* Task to carry out: Once you find the line with "assert_eq!(metrics.plan_count, 2);" in the data that follows, repeat it and every line after it exactly, through the line with "use crate::domain::market_hours::MarketHoursConfig;".

(Stored dataset items)
Start of Block

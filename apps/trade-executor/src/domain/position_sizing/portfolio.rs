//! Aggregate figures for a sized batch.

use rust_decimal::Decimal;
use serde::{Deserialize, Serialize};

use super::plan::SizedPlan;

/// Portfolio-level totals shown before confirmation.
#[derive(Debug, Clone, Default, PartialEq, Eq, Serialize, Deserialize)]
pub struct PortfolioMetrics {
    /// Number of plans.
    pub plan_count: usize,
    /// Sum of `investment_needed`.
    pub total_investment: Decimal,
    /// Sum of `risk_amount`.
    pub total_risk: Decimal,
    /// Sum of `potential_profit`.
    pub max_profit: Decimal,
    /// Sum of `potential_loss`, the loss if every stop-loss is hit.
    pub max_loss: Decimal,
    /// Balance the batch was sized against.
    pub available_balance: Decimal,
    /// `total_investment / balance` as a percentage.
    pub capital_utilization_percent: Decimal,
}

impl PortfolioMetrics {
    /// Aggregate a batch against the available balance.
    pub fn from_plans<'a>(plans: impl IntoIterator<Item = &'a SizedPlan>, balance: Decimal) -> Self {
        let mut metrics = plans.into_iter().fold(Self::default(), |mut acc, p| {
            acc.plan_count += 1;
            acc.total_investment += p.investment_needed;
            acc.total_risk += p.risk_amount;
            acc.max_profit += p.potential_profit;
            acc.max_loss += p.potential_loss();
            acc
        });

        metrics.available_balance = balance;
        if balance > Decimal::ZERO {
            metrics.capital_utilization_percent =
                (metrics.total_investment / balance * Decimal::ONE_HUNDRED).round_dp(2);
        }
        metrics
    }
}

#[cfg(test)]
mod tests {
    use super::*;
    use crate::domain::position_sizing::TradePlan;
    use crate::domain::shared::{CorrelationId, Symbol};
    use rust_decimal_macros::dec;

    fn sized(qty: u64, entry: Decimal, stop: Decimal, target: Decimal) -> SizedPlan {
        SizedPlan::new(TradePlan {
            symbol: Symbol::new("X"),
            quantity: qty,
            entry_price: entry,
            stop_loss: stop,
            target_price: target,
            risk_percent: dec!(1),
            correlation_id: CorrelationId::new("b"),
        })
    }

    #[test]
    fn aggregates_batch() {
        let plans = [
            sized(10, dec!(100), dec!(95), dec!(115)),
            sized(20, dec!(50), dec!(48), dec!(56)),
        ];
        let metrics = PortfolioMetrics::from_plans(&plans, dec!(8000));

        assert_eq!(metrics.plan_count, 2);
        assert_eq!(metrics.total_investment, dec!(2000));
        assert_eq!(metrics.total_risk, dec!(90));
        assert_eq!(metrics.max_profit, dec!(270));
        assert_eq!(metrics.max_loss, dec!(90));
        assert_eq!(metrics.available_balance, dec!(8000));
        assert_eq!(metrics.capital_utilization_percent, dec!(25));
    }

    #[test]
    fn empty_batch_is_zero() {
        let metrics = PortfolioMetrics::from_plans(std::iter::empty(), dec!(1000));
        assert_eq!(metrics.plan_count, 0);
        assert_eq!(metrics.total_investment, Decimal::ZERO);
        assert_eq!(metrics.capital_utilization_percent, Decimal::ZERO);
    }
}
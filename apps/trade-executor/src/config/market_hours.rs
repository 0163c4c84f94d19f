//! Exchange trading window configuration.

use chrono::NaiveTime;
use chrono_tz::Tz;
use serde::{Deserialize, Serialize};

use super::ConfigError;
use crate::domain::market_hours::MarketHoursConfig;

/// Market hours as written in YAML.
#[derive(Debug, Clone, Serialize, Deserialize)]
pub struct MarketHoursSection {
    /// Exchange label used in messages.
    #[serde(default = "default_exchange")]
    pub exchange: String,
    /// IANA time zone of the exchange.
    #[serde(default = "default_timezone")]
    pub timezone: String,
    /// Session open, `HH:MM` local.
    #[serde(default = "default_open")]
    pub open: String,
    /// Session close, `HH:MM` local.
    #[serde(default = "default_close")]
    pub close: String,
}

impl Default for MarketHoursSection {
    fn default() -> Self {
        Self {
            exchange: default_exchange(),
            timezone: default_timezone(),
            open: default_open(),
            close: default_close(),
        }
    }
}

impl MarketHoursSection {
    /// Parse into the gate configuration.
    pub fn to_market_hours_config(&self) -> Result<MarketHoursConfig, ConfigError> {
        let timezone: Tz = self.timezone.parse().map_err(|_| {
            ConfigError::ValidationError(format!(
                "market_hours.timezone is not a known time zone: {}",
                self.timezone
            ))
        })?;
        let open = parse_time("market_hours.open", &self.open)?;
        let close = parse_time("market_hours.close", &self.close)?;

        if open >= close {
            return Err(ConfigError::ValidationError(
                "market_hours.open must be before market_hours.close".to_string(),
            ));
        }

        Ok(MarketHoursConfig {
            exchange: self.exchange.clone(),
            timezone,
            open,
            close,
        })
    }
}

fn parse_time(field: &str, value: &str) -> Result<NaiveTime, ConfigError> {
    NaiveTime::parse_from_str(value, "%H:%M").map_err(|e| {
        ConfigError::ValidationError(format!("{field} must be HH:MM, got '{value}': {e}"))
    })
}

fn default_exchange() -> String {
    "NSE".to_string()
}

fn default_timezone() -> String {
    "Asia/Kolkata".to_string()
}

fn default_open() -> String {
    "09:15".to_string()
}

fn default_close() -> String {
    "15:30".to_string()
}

End of Block

* Answer box:
        assert_eq!(metrics.plan_count, 2);
        assert_eq!(metrics.total_investment, dec!(2000));
        assert_eq!(metrics.total_risk, dec!(90));
        assert_eq!(metrics.max_profit, dec!(270));
        assert_eq!(metrics.max_loss, dec!(90));
        assert_eq!(metrics.available_balance, dec!(8000));
        assert_eq!(metrics.capital_utilization_percent, dec!(25));
    }

    #[test]
    fn empty_batch_is_zero() {
        let metrics = PortfolioMetrics::from_plans(std::iter::empty(), dec!(1000));
        assert_eq!(metrics.plan_count, 0);
        assert_eq!(metrics.total_investment, Decimal::ZERO);
        assert_eq!(metrics.capital_utilization_percent, Decimal::ZERO);
    }
}
filename apps/trade-executor/src/config/market_hours.rs
repository 0163c4c84f94d19f
//! Exchange trading window configuration.

use chrono::NaiveTime;
use chrono_tz::Tz;
use serde::{Deserialize, Serialize};

use super::ConfigError;
use crate::domain::market_hours::MarketHoursConfig;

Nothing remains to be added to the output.